▶ WORK ITEM: Whenever the word "already" appears in a line of the data below, copy that line.

Saved entries
━━━━━━━━━━
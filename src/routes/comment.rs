use actix_web::{web, HttpResponse};
use sea_orm::DatabaseConnection;
use serde::{Deserialize, Serialize};
use uuid::Uuid;

use crate::auth::AuthUser;
use crate::entity::comment;
use crate::error::AppError;
use crate::response::{ok, ok_empty};
use crate::routes::user::to_rfc3339;
use crate::routes::{parse_id, require_text};
use crate::store;

pub fn config(cfg: &mut web::ServiceConfig) {
    cfg.service(
        web::resource("/{id}")
            .route(web::put().to(update))
            .route(web::delete().to(remove)),
    );
}

#[derive(Serialize)]
#[serde(rename_all = "camelCase")]
pub struct CommentDto {
    id: Uuid,
    post_id: Uuid,
    user_id: Uuid,
    content: String,
    created_at: String,
    updated_at: String,
}

impl From<comment::Model> for CommentDto {
    fn from(model: comment::Model) -> Self {
        Self {
            id: model.id,
            post_id: model.post_id,
            user_id: model.user_id,
            content: model.content,
            created_at: to_rfc3339(model.created_at),
            updated_at: to_rfc3339(model.updated_at),
        }
    }
}

#[derive(Deserialize)]
struct UpdateCommentRequest {
    content: String,
}

async fn update(
    db: web::Data<DatabaseConnection>,
    auth: AuthUser,
    path: web::Path<String>,
    payload: web::Json<UpdateCommentRequest>,
) -> Result<HttpResponse, AppError> {
    let id = parse_id(&path, "comment")?;
    require_text(&payload.content, "content")?;
    let comment = store::comment::update(db.get_ref(), id, auth.user_id, payload.content.as_str()).await?;
    Ok(ok(CommentDto::from(comment)))
}

/// The comment's author and the author of the post it sits on may remove it.
async fn remove(
    db: web::Data<DatabaseConnection>,
    auth: AuthUser,
    path: web::Path<String>,
) -> Result<HttpResponse, AppError> {
    let id = parse_id(&path, "comment")?;
    let comment = store::comment::find(db.get_ref(), id)
        .await?
        .ok_or_else(|| AppError::not_found("comment not found"))?;

    if comment.user_id != auth.user_id {
        let post_author = store::post::find(db.get_ref(), comment.post_id)
            .await?
            .map(|p| p.author_id);
        if post_author != Some(auth.user_id) {
            return Err(AppError::fail("only the comment or post author can delete a comment"));
        }
    }

    store::comment::delete(db.get_ref(), id).await?;
    Ok(ok_empty())
}
use chrono::Utc;
use log::debug;
use sea_orm::{
    ActiveModelTrait, ColumnTrait, ConnectionTrait, DatabaseConnection, EntityTrait, PaginatorTrait, QueryFilter,
    QueryOrder, Set, TransactionTrait,
};
use uuid::Uuid;

use crate::entity::{comment, like, post};
use crate::error::StoreError;

pub async fn create<T: Into<String>>(
    db: &DatabaseConnection,
    author_id: Uuid,
    title: T,
    content: T,
) -> Result<post::Model, StoreError> {
    let now = Utc::now();
    let model = post::ActiveModel {
        id: Set(Uuid::new_v4()),
        author_id: Set(author_id),
        title: Set(title.into()),
        content: Set(content.into()),
        created_at: Set(now),
        updated_at: Set(now),
    };
    Ok(model.insert(db).await?)
}

pub async fn find(db: &DatabaseConnection, id: Uuid) -> Result<Option<post::Model>, StoreError> {
    Ok(post::Entity::find_by_id(id).one(db).await?)
}

/// Newest first. `page` is zero-based.
pub async fn list(db: &DatabaseConnection, page: u64, limit: u64) -> Result<Vec<post::Model>, StoreError> {
    Ok(post::Entity::find()
        .order_by_desc(post::Column::CreatedAt)
        .paginate(db, limit)
        .fetch_page(page)
        .await?)
}

pub async fn list_by_author(db: &DatabaseConnection, author_id: Uuid) -> Result<Vec<post::Model>, StoreError> {
    Ok(post::Entity::find()
        .filter(post::Column::AuthorId.eq(author_id))
        .order_by_desc(post::Column::CreatedAt)
        .all(db)
        .await?)
}

/// Rewrites title and content. A post owned by someone else is reported as
/// missing.
pub async fn update<T: Into<String>>(
    db: &DatabaseConnection,
    id: Uuid,
    author_id: Uuid,
    title: T,
    content: T,
) -> Result<post::Model, StoreError> {
    let changes = post::ActiveModel {
        title: Set(title.into()),
        content: Set(content.into()),
        updated_at: Set(Utc::now()),
        ..Default::default()
    };
    let updated = db
        .transaction::<_, post::Model, StoreError>(|txn| {
            Box::pin(async move {
                // the write goes first so SQLite takes the write lock before any read
                let result = post::Entity::update_many()
                    .set(changes)
                    .filter(post::Column::Id.eq(id))
                    .filter(post::Column::AuthorId.eq(author_id))
                    .exec(txn)
                    .await?;
                if result.rows_affected == 0 {
                    return Err(StoreError::NotFound("post"));
                }
                post::Entity::find_by_id(id)
                    .one(txn)
                    .await?
                    .ok_or(StoreError::NotFound("post"))
            })
        })
        .await?;
    Ok(updated)
}

/// Removes a post with its comments and likes. When `author_id` is given the
/// post must belong to that author, otherwise nothing is removed.
pub async fn delete(db: &DatabaseConnection, id: Uuid, author_id: Option<Uuid>) -> Result<(), StoreError> {
    db.transaction::<_, (), StoreError>(|txn| {
        Box::pin(async move {
            let mut query = post::Entity::delete_many().filter(post::Column::Id.eq(id));
            if let Some(author_id) = author_id {
                query = query.filter(post::Column::AuthorId.eq(author_id));
            }
            if query.exec(txn).await?.rows_affected == 0 {
                return Err(StoreError::NotFound("post"));
            }
            purge_dependents(txn, &[id]).await?;
            Ok(())
        })
    })
    .await?;
    Ok(())
}

/// Deletes the comments and likes hanging off `post_ids`. A no-op where the
/// engine already cascaded them.
pub(super) async fn purge_dependents<C: ConnectionTrait>(txn: &C, post_ids: &[Uuid]) -> Result<(), StoreError> {
    let likes = like::Entity::delete_many()
        .filter(like::Column::PostId.is_in(post_ids.iter().copied()))
        .exec(txn)
        .await?;
    let comments = comment::Entity::delete_many()
        .filter(comment::Column::PostId.is_in(post_ids.iter().copied()))
        .exec(txn)
        .await?;
    debug!(
        "purged {} comments, {} likes under {} posts",
        comments.rows_affected,
        likes.rows_affected,
        post_ids.len()
    );
    Ok(())
}

#[cfg(test)]
mod tests {
    use std::time::Duration;

    use futures_util::future::join_all;

    use super::*;
    use crate::db::{file_db, memory_db};
    use crate::store::{self, fixtures};

    #[actix_web::test]
    async fn create_requires_existing_author() {
        let db = memory_db().await;
        let err = create(&db, Uuid::new_v4(), "t", "c").await.unwrap_err();
        assert!(matches!(err, StoreError::ForeignKeyViolation(_)), "{err:?}");
        assert_eq!(post::Entity::find().count(&db).await.unwrap(), 0);
    }

    #[actix_web::test]
    async fn author_can_update_others_cannot() {
        let db = memory_db().await;
        let alice = fixtures::user(&db, "alice").await;
        let bob = fixtures::user(&db, "bob").await;
        let post = fixtures::post(&db, &alice, "draft").await;
        actix_web::rt::time::sleep(Duration::from_millis(5)).await;

        let err = update(&db, post.id, bob.id, "hijacked", "x").await.unwrap_err();
        assert!(matches!(err, StoreError::NotFound("post")));

        let updated = update(&db, post.id, alice.id, "final", "done").await.unwrap();
        assert_eq!(updated.title, "final");
        assert_eq!(updated.content, "done");
        assert_eq!(updated.created_at, post.created_at);
        assert!(updated.updated_at > post.updated_at);
    }

    #[actix_web::test]
    async fn delete_cascades_to_comments_and_likes() {
        let db = memory_db().await;
        let alice = fixtures::user(&db, "alice").await;
        let bob = fixtures::user(&db, "bob").await;
        let post = fixtures::post(&db, &alice, "hello").await;
        let other = fixtures::post(&db, &alice, "keep me").await;
        let c = store::comment::create(&db, post.id, bob.id, "hi").await.unwrap();
        store::like::create(&db, bob.id, post.id).await.unwrap();
        store::like::create(&db, bob.id, other.id).await.unwrap();

        delete(&db, post.id, None).await.unwrap();

        assert!(find(&db, post.id).await.unwrap().is_none());
        assert!(store::comment::find(&db, c.id).await.unwrap().is_none());
        assert!(store::like::find(&db, bob.id, post.id).await.unwrap().is_none());
        assert!(store::like::find(&db, bob.id, other.id).await.unwrap().is_some());
        assert!(store::user::find_by_id(&db, alice.id).await.unwrap().is_some());

        assert!(matches!(delete(&db, post.id, None).await.unwrap_err(), StoreError::NotFound("post")));
    }

    #[actix_web::test]
    async fn delete_with_author_checks_ownership() {
        let db = memory_db().await;
        let alice = fixtures::user(&db, "alice").await;
        let bob = fixtures::user(&db, "bob").await;
        let post = fixtures::post(&db, &alice, "mine").await;

        assert!(matches!(
            delete(&db, post.id, Some(bob.id)).await.unwrap_err(),
            StoreError::NotFound("post")
        ));
        delete(&db, post.id, Some(alice.id)).await.unwrap();
        assert!(find(&db, post.id).await.unwrap().is_none());
    }

    #[actix_web::test]
    async fn listing_is_newest_first() {
        let db = memory_db().await;
        let alice = fixtures::user(&db, "alice").await;
        let bob = fixtures::user(&db, "bob").await;
        for (author, title) in [(&alice, "one"), (&bob, "two"), (&alice, "three")] {
            fixtures::post(&db, author, title).await;
            actix_web::rt::time::sleep(Duration::from_millis(2)).await;
        }

        let titles: Vec<_> = list(&db, 0, 10).await.unwrap().into_iter().map(|p| p.title).collect();
        assert_eq!(titles, vec!["three", "two", "one"]);

        let mine: Vec<_> = list_by_author(&db, alice.id)
            .await
            .unwrap()
            .into_iter()
            .map(|p| p.title)
            .collect();
        assert_eq!(mine, vec!["three", "one"]);
    }

    #[actix_web::test]
    async fn concurrent_writes_all_land() {
        let dir = tempfile::tempdir().unwrap();
        let db = file_db(dir.path()).await;
        let alice = fixtures::user(&db, "alice").await;

        let created = join_all((0..20).map(|i| create(&db, alice.id, format!("t{i}"), "c".to_string()))).await;
        let posts: Vec<post::Model> = created.into_iter().collect::<Result<_, _>>().unwrap();
        assert_eq!(post::Entity::find().count(&db).await.unwrap(), 20);

        let target = posts[0].id;
        let updates = join_all((0..8).map(|i| update(&db, target, alice.id, format!("v{i}"), "c".to_string()))).await;
        assert!(updates.iter().all(Result::is_ok), "{updates:?}");

        let deletes = join_all(posts[1..].iter().map(|p| delete(&db, p.id, Some(alice.id)))).await;
        assert!(deletes.iter().all(Result::is_ok), "{deletes:?}");
        assert_eq!(post::Entity::find().count(&db).await.unwrap(), 1);
    }
}
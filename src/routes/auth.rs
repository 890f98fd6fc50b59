use actix_web::{web, HttpResponse};
use log::info;
use sea_orm::DatabaseConnection;
use serde::{Deserialize, Serialize};
use uuid::Uuid;

use crate::auth::create_token;
use crate::config::AppConfig;
use crate::error::{AppError, StoreError};
use crate::password::{compare_password, hash_password};
use crate::response::ok;
use crate::routes::{require_email, require_text};
use crate::routes::user::UserDto;
use crate::store;

pub fn config(cfg: &mut web::ServiceConfig) {
    cfg.service(web::resource("/register").route(web::post().to(register)))
        .service(web::resource("/login").route(web::post().to(login)));
}

#[derive(Deserialize)]
#[serde(rename_all = "camelCase")]
struct RegisterRequest {
    name: String,
    username: String,
    email: String,
    bio: Option<String>,
    password: String,
    password_confirm: String,
}

/// Either `email` or `username` identifies the account.
#[derive(Deserialize)]
struct LoginRequest {
    email: Option<String>,
    username: Option<String>,
    password: String,
}

#[derive(Serialize)]
#[serde(rename_all = "camelCase")]
struct LoginResponse {
    token: String,
    user_id: Uuid,
    username: String,
}

async fn register(
    db: web::Data<DatabaseConnection>,
    payload: web::Json<RegisterRequest>,
) -> Result<HttpResponse, AppError> {
    let payload = payload.into_inner();
    require_text(&payload.name, "name")?;
    if payload.username.trim().chars().count() < 3 {
        return Err(AppError::param_error("username must be at least 3 characters"));
    }
    require_email(&payload.email)?;
    if payload.password != payload.password_confirm {
        return Err(AppError::param_error("passwords do not match"));
    }
    let password = hash_password(&payload.password)?;

    let new_user = store::user::NewUser {
        name: payload.name.trim().to_string(),
        username: payload.username.trim().to_string(),
        email: payload.email.trim().to_string(),
        bio: payload.bio.filter(|b| !b.trim().is_empty()),
        password,
    };
    let user = store::user::create(db.get_ref(), new_user)
        .await
        .map_err(|e| match e {
            StoreError::UniqueConstraintViolation(_) => AppError::conflict("username or email already exists"),
            other => other.into(),
        })?;
    info!("registered user {}", user.id);

    Ok(ok(UserDto::from(user)))
}

async fn login(
    db: web::Data<DatabaseConnection>,
    config: web::Data<AppConfig>,
    payload: web::Json<LoginRequest>,
) -> Result<HttpResponse, AppError> {
    let user = match (payload.email.as_deref(), payload.username.as_deref()) {
        (Some(email), _) => {
            require_email(email)?;
            store::user::find_by_email(db.get_ref(), email.trim()).await?
        }
        (None, Some(username)) => store::user::find_by_username(db.get_ref(), username.trim()).await?,
        (None, None) => return Err(AppError::param_error("email or username is required")),
    }
    .ok_or_else(|| AppError::fail("wrong email or password"))?;

    if !compare_password(&payload.password, &user.password)? {
        return Err(AppError::fail("wrong email or password"));
    }

    let token = create_token(&config, user.id)?;
    Ok(ok(LoginResponse {
        token,
        user_id: user.id,
        username: user.username,
    }))
}
mod auth;
mod config;
mod db;
mod entity;
mod error;
mod password;
mod response;
mod routes;
mod store;

use actix_web::{middleware, web, App, HttpServer};
use config::AppConfig;
use db::connect_db;
use log::{error, info};
use response::{json_error_handler, query_error_handler};

#[actix_web::main]
async fn main() -> std::io::Result<()> {
    dotenvy::dotenv().ok();
    env_logger::init_from_env(env_logger::Env::default().default_filter_or("info"));
    let config = AppConfig::from_env();
    let db = connect_db(&config).await.map_err(|e| {
        error!("database connect failed: {}", e);
        std::io::Error::new(std::io::ErrorKind::Other, e.to_string())
    })?;
    let server_port = config.server_port;

    let server = HttpServer::new(move || {
        App::new()
            .app_data(web::Data::new(config.clone()))
            .app_data(web::Data::new(db.clone()))
            .app_data(web::JsonConfig::default().error_handler(json_error_handler))
            .app_data(web::QueryConfig::default().error_handler(query_error_handler))
            .wrap(middleware::Logger::default())
            .wrap(middleware::from_fn(routes::cors::cors_handler))
            .service(web::scope("/api").configure(routes::config))
    })
    .bind(("0.0.0.0", server_port))?;
    info!("server started at http://0.0.0.0:{}", server_port);
    server.run().await
}
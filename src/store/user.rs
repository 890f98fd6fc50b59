use chrono::Utc;
use log::debug;
use sea_orm::{
    ActiveModelTrait, ColumnTrait, DatabaseConnection, EntityTrait, PaginatorTrait, QueryFilter, QueryOrder, Set,
    TransactionTrait,
};
use uuid::Uuid;

use crate::entity::{comment, like, post, user};
use crate::error::StoreError;
use crate::store;

pub struct NewUser {
    pub name: String,
    pub username: String,
    pub email: String,
    pub bio: Option<String>,
    /// Stored as given; hashing is the caller's concern.
    pub password: String,
}

#[derive(Default)]
pub struct UserChanges {
    pub name: Option<String>,
    pub email: Option<String>,
    pub bio: Option<String>,
}

/// Inserts a user. Username and email uniqueness is left to the unique
/// indexes so that concurrent registrations race inside the database.
pub async fn create(db: &DatabaseConnection, new: NewUser) -> Result<user::Model, StoreError> {
    let now = Utc::now();
    let model = user::ActiveModel {
        id: Set(Uuid::new_v4()),
        name: Set(new.name),
        username: Set(new.username),
        email: Set(new.email),
        bio: Set(new.bio),
        password: Set(new.password),
        created_at: Set(now),
        updated_at: Set(now),
    };
    Ok(model.insert(db).await?)
}

pub async fn find_by_id(db: &DatabaseConnection, id: Uuid) -> Result<Option<user::Model>, StoreError> {
    Ok(user::Entity::find_by_id(id).one(db).await?)
}

pub async fn find_by_username(db: &DatabaseConnection, username: &str) -> Result<Option<user::Model>, StoreError> {
    Ok(user::Entity::find()
        .filter(user::Column::Username.eq(username))
        .one(db)
        .await?)
}

pub async fn find_by_email(db: &DatabaseConnection, email: &str) -> Result<Option<user::Model>, StoreError> {
    Ok(user::Entity::find()
        .filter(user::Column::Email.eq(email))
        .one(db)
        .await?)
}

/// Newest first. `page` is zero-based.
pub async fn list(db: &DatabaseConnection, page: u64, limit: u64) -> Result<Vec<user::Model>, StoreError> {
    Ok(user::Entity::find()
        .order_by_desc(user::Column::CreatedAt)
        .paginate(db, limit)
        .fetch_page(page)
        .await?)
}

pub async fn update_profile(
    db: &DatabaseConnection,
    id: Uuid,
    changes: UserChanges,
) -> Result<user::Model, StoreError> {
    let mut active = user::ActiveModel {
        updated_at: Set(Utc::now()),
        ..Default::default()
    };
    if let Some(name) = changes.name {
        active.name = Set(name);
    }
    if let Some(email) = changes.email {
        active.email = Set(email);
    }
    if let Some(bio) = changes.bio {
        active.bio = Set(Some(bio));
    }
    apply(db, id, active).await
}

pub async fn update_name(db: &DatabaseConnection, id: Uuid, name: impl Into<String>) -> Result<user::Model, StoreError> {
    let changes = UserChanges {
        name: Some(name.into()),
        ..Default::default()
    };
    update_profile(db, id, changes).await
}

pub async fn update_password(
    db: &DatabaseConnection,
    id: Uuid,
    password: impl Into<String>,
) -> Result<user::Model, StoreError> {
    let active = user::ActiveModel {
        password: Set(password.into()),
        updated_at: Set(Utc::now()),
        ..Default::default()
    };
    apply(db, id, active).await
}

/// Writes the set columns of `active` to user `id` and reads the row back in
/// the same transaction. The update runs first so SQLite takes its write
/// lock before anything is read.
async fn apply(db: &DatabaseConnection, id: Uuid, active: user::ActiveModel) -> Result<user::Model, StoreError> {
    let updated = db
        .transaction::<_, user::Model, StoreError>(|txn| {
            Box::pin(async move {
                let result = user::Entity::update_many()
                    .set(active)
                    .filter(user::Column::Id.eq(id))
                    .exec(txn)
                    .await?;
                if result.rows_affected == 0 {
                    return Err(StoreError::NotFound("user"));
                }
                user::Entity::find_by_id(id)
                    .one(txn)
                    .await?
                    .ok_or(StoreError::NotFound("user"))
            })
        })
        .await?;
    Ok(updated)
}

/// Deletes the user with every post, comment and like that depends on it,
/// including comments and likes left by other users on the deleted posts.
pub async fn delete(db: &DatabaseConnection, id: Uuid) -> Result<(), StoreError> {
    db.transaction::<_, (), StoreError>(|txn| {
        Box::pin(async move {
            let likes = like::Entity::delete_many()
                .filter(like::Column::UserId.eq(id))
                .exec(txn)
                .await?;

            let post_ids: Vec<Uuid> = post::Entity::find()
                .filter(post::Column::AuthorId.eq(id))
                .all(txn)
                .await?
                .into_iter()
                .map(|p| p.id)
                .collect();
            store::post::purge_dependents(txn, &post_ids).await?;
            post::Entity::delete_many()
                .filter(post::Column::AuthorId.eq(id))
                .exec(txn)
                .await?;

            let comments = comment::Entity::delete_many()
                .filter(comment::Column::UserId.eq(id))
                .exec(txn)
                .await?;
            if user::Entity::delete_by_id(id).exec(txn).await?.rows_affected == 0 {
                return Err(StoreError::NotFound("user"));
            }

            debug!(
                "user {} deleted with {} posts, {} own comments, {} own likes",
                id,
                post_ids.len(),
                comments.rows_affected,
                likes.rows_affected
            );
            Ok(())
        })
    })
    .await?;
    Ok(())
}
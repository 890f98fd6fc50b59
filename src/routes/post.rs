use actix_web::{web, HttpResponse};
use sea_orm::DatabaseConnection;
use serde::{Deserialize, Serialize};
use uuid::Uuid;

use crate::auth::AuthUser;
use crate::entity::post;
use crate::error::{AppError, StoreError};
use crate::response::{ok, ok_empty};
use crate::routes::comment::CommentDto;
use crate::routes::user::to_rfc3339;
use crate::routes::{parse_id, require_text, PageQuery};
use crate::store;

pub fn config(cfg: &mut web::ServiceConfig) {
    cfg.service(
        web::resource("")
            .route(web::get().to(list_posts))
            .route(web::post().to(create_post)),
    )
    .service(
        web::resource("/{id}")
            .route(web::get().to(get_post))
            .route(web::put().to(update_post))
            .route(web::delete().to(delete_post)),
    )
    .service(
        web::resource("/{id}/comments")
            .route(web::get().to(list_comments))
            .route(web::post().to(create_comment)),
    )
    .service(
        web::resource("/{id}/like")
            .route(web::post().to(like_post))
            .route(web::delete().to(unlike_post)),
    );
}

#[derive(Deserialize)]
struct PostRequest {
    title: String,
    content: String,
}

#[derive(Deserialize)]
struct CommentRequest {
    content: String,
}

#[derive(Serialize)]
#[serde(rename_all = "camelCase")]
pub struct PostDto {
    id: Uuid,
    author_id: Uuid,
    title: String,
    content: String,
    created_at: String,
    updated_at: String,
    #[serde(skip_serializing_if = "Option::is_none")]
    like_count: Option<u64>,
    #[serde(skip_serializing_if = "Option::is_none")]
    liked_by_me: Option<bool>,
}

impl From<post::Model> for PostDto {
    fn from(model: post::Model) -> Self {
        Self {
            id: model.id,
            author_id: model.author_id,
            title: model.title,
            content: model.content,
            created_at: to_rfc3339(model.created_at),
            updated_at: to_rfc3339(model.updated_at),
            like_count: None,
            liked_by_me: None,
        }
    }
}

#[derive(Serialize)]
#[serde(rename_all = "camelCase")]
struct PostListResponse {
    results: usize,
    posts: Vec<PostDto>,
}

impl PostRequest {
    fn check(&self) -> Result<(), AppError> {
        require_text(&self.title, "title")?;
        require_text(&self.content, "content")
    }
}

async fn create_post(
    db: web::Data<DatabaseConnection>,
    auth: AuthUser,
    payload: web::Json<PostRequest>,
) -> Result<HttpResponse, AppError> {
    payload.check()?;
    let post = store::post::create(db.get_ref(), auth.user_id, payload.title.as_str(), payload.content.as_str()).await?;
    Ok(ok(PostDto::from(post)))
}

async fn list_posts(
    db: web::Data<DatabaseConnection>,
    _auth: AuthUser,
    query: web::Query<PageQuery>,
) -> Result<HttpResponse, AppError> {
    let (page, limit) = query.bounds()?;
    let posts: Vec<PostDto> = store::post::list(db.get_ref(), page, limit)
        .await?
        .into_iter()
        .map(PostDto::from)
        .collect();
    Ok(ok(PostListResponse {
        results: posts.len(),
        posts,
    }))
}

async fn get_post(
    db: web::Data<DatabaseConnection>,
    auth: AuthUser,
    path: web::Path<String>,
) -> Result<HttpResponse, AppError> {
    let id = parse_id(&path, "post")?;
    let post = store::post::find(db.get_ref(), id)
        .await?
        .ok_or_else(|| AppError::not_found("post not found"))?;
    let likes = store::like::count_for_post(db.get_ref(), id).await?;
    let liked = store::like::find(db.get_ref(), auth.user_id, id).await?.is_some();
    let mut dto = PostDto::from(post);
    dto.like_count = Some(likes);
    dto.liked_by_me = Some(liked);
    Ok(ok(dto))
}

async fn update_post(
    db: web::Data<DatabaseConnection>,
    auth: AuthUser,
    path: web::Path<String>,
    payload: web::Json<PostRequest>,
) -> Result<HttpResponse, AppError> {
    let id = parse_id(&path, "post")?;
    payload.check()?;
    let post = store::post::update(
        db.get_ref(),
        id,
        auth.user_id,
        payload.title.as_str(),
        payload.content.as_str(),
    )
    .await?;
    Ok(ok(PostDto::from(post)))
}

async fn delete_post(
    db: web::Data<DatabaseConnection>,
    auth: AuthUser,
    path: web::Path<String>,
) -> Result<HttpResponse, AppError> {
    let id = parse_id(&path, "post")?;
    store::post::delete(db.get_ref(), id, Some(auth.user_id)).await?;
    Ok(ok_empty())
}

async fn list_comments(
    db: web::Data<DatabaseConnection>,
    _auth: AuthUser,
    path: web::Path<String>,
) -> Result<HttpResponse, AppError> {
    let id = parse_id(&path, "post")?;
    if store::post::find(db.get_ref(), id).await?.is_none() {
        return Err(AppError::not_found("post not found"));
    }
    let list: Vec<CommentDto> = store::comment::list_for_post(db.get_ref(), id)
        .await?
        .into_iter()
        .map(CommentDto::from)
        .collect();
    Ok(ok(list))
}

async fn create_comment(
    db: web::Data<DatabaseConnection>,
    auth: AuthUser,
    path: web::Path<String>,
    payload: web::Json<CommentRequest>,
) -> Result<HttpResponse, AppError> {
    let id = parse_id(&path, "post")?;
    require_text(&payload.content, "content")?;
    let comment = store::comment::create(db.get_ref(), id, auth.user_id, payload.content.as_str()).await?;
    Ok(ok(CommentDto::from(comment)))
}

async fn like_post(
    db: web::Data<DatabaseConnection>,
    auth: AuthUser,
    path: web::Path<String>,
) -> Result<HttpResponse, AppError> {
    let id = parse_id(&path, "post")?;
    store::like::create(db.get_ref(), auth.user_id, id)
        .await
        .map_err(|e| match e {
            StoreError::UniqueConstraintViolation(_) => AppError::conflict("post already liked"),
            other => other.into(),
        })?;
    Ok(ok_empty())
}

async fn unlike_post(
    db: web::Data<DatabaseConnection>,
    auth: AuthUser,
    path: web::Path<String>,
) -> Result<HttpResponse, AppError> {
    let id = parse_id(&path, "post")?;
    store::like::delete(db.get_ref(), auth.user_id, id).await?;
    Ok(ok_empty())
}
━━━━━━━━━━
▶ ANSWER SECTION:
/// engine already cascaded them.
            StoreError::UniqueConstraintViolation(_) => AppError::conflict("username or email already exists"),
            StoreError::UniqueConstraintViolation(_) => AppError::conflict("post already liked"),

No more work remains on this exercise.